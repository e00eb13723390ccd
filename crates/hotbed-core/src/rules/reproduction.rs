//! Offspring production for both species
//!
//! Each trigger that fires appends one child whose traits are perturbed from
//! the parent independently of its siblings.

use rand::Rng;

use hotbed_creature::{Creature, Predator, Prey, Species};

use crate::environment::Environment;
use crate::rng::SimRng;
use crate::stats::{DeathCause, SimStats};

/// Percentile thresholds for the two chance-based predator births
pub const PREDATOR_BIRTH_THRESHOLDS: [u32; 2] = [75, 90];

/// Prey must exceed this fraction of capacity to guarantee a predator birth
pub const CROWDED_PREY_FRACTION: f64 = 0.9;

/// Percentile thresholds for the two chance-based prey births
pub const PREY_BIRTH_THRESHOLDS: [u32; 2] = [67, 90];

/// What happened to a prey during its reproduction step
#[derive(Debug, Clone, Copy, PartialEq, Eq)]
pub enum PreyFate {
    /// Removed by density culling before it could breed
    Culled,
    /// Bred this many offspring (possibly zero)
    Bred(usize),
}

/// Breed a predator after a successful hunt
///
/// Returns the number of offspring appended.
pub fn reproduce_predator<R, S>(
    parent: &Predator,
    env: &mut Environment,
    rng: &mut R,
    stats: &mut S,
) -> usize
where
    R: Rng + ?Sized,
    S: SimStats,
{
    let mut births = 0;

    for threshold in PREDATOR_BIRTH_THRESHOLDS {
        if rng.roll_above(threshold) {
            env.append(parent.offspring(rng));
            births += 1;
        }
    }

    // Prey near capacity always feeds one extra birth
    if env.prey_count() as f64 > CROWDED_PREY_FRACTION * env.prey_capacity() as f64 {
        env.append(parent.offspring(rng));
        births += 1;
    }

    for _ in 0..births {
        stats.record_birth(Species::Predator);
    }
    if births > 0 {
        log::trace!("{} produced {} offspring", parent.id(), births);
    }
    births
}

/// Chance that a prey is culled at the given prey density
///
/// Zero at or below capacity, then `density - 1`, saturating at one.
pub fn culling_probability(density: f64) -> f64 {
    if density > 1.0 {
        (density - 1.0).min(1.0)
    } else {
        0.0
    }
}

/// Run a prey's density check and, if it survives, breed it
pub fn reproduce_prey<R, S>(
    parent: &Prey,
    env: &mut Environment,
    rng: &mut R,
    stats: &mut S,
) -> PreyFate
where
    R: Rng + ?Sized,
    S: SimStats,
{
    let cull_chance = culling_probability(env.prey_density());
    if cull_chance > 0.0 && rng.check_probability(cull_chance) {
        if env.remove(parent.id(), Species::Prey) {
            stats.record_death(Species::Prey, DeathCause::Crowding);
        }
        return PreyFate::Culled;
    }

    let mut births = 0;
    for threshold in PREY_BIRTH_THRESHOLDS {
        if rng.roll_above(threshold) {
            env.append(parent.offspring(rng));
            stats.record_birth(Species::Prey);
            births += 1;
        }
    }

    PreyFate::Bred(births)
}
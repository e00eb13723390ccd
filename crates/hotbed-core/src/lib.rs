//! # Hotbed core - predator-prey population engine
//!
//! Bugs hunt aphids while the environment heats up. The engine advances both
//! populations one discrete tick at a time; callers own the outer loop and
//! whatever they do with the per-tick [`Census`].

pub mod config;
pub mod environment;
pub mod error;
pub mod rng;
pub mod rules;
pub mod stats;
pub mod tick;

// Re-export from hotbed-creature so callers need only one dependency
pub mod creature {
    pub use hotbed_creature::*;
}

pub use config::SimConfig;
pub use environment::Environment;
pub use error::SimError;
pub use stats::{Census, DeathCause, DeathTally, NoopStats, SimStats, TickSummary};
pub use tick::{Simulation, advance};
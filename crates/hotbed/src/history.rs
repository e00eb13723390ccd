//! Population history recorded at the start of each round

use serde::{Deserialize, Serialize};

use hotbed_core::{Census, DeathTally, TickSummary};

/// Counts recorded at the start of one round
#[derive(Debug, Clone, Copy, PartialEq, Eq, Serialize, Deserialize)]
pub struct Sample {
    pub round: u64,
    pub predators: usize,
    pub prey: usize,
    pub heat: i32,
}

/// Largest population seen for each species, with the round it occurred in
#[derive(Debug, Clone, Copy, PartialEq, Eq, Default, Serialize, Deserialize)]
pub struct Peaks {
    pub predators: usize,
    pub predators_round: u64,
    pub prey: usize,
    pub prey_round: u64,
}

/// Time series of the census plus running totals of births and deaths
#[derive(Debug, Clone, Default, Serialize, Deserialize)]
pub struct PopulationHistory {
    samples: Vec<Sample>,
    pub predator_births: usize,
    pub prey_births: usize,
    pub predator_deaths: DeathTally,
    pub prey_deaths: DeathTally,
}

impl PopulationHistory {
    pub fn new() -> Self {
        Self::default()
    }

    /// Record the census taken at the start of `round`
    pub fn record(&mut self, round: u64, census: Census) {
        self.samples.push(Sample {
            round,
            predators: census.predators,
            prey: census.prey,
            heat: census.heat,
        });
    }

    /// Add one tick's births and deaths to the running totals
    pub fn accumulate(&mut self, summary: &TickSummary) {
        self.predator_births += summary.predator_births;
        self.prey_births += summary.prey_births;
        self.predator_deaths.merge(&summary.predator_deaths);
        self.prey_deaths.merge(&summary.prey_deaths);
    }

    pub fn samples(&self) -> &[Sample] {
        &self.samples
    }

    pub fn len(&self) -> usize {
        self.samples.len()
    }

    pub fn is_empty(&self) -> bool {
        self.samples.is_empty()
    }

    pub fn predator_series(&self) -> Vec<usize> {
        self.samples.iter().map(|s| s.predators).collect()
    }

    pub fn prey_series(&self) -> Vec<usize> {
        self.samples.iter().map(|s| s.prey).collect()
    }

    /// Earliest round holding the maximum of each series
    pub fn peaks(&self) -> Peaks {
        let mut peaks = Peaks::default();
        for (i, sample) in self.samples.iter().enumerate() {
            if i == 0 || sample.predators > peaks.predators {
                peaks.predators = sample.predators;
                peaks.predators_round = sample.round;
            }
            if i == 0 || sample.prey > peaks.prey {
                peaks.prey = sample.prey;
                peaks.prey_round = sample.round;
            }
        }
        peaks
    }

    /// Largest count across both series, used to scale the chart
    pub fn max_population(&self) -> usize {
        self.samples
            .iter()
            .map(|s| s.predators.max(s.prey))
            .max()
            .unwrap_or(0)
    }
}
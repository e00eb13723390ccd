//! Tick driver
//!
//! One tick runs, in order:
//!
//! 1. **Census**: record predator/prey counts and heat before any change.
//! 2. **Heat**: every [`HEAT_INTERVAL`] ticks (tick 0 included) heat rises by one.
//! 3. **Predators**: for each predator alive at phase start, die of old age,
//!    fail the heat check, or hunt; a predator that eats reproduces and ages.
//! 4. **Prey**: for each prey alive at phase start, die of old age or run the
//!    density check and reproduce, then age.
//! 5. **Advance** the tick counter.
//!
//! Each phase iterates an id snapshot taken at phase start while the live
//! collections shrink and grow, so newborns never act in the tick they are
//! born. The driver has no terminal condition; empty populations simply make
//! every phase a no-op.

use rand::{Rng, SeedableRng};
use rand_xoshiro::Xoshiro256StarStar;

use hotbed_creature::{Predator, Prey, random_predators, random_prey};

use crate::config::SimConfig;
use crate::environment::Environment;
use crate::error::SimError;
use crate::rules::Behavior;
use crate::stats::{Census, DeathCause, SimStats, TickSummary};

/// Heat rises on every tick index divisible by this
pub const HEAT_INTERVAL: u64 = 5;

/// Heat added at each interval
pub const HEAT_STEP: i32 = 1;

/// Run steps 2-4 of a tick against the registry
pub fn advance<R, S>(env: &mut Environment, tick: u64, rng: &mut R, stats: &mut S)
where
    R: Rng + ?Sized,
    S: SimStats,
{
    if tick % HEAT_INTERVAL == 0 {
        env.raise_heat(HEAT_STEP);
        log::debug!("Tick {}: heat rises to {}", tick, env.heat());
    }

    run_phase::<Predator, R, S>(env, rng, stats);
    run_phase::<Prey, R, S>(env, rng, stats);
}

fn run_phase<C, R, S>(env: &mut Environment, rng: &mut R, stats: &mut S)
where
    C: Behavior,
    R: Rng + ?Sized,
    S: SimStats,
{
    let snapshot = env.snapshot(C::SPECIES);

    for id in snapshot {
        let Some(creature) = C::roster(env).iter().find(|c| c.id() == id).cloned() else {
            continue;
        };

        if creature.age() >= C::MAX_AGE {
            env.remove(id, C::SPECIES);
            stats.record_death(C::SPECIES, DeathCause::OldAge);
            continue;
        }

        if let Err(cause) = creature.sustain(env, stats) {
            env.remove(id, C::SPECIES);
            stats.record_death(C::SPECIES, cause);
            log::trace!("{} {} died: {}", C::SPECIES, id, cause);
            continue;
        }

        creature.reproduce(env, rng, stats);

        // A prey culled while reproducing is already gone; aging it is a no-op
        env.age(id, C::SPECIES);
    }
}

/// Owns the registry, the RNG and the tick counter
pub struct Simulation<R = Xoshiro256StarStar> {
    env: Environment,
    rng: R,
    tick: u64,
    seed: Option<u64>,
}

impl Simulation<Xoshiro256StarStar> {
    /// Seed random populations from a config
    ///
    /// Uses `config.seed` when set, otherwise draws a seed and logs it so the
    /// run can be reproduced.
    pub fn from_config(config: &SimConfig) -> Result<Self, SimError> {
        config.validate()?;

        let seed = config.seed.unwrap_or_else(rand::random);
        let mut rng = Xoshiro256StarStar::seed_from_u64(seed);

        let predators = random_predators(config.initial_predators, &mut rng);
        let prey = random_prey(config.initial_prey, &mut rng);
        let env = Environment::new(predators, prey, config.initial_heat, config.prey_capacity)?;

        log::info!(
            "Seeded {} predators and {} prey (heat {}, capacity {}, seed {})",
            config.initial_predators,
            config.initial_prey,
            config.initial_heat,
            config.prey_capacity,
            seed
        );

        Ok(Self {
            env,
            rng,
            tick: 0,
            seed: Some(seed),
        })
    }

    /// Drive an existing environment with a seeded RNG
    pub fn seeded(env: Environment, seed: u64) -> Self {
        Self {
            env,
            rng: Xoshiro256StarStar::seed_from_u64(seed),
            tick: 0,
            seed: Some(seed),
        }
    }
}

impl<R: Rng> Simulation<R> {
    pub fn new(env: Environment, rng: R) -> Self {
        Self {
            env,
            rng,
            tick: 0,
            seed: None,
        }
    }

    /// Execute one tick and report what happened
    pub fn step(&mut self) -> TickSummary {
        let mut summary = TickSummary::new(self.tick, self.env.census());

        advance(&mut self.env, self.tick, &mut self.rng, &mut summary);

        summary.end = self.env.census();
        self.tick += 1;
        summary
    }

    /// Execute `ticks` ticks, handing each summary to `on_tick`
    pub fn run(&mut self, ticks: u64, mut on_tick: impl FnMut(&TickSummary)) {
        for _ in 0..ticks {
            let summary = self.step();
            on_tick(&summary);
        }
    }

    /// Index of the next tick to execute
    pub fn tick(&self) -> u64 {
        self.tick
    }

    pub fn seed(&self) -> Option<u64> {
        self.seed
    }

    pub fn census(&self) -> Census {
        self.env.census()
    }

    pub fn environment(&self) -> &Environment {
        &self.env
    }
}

────────────────────

[What the task asks]: Please print the records above exactly from their first line. End with the line containing "chance-based prey births", and include it.

[Answer to the exercise]:
repository e00eb13723390ccd
filename crates/hotbed-core/src/rules/reproduction.rs
//! Offspring production for both species
//!
//! Each trigger that fires appends one child whose traits are perturbed from
//! the parent independently of its siblings.

use rand::Rng;

use hotbed_creature::{Creature, Predator, Prey, Species};

use crate::environment::Environment;
use crate::rng::SimRng;
use crate::stats::{DeathCause, SimStats};

/// Percentile thresholds for the two chance-based predator births
pub const PREDATOR_BIRTH_THRESHOLDS: [u32; 2] = [75, 90];

/// Prey must exceed this fraction of capacity to guarantee a predator birth
pub const CROWDED_PREY_FRACTION: f64 = 0.9;

/// Percentile thresholds for the two chance-based prey births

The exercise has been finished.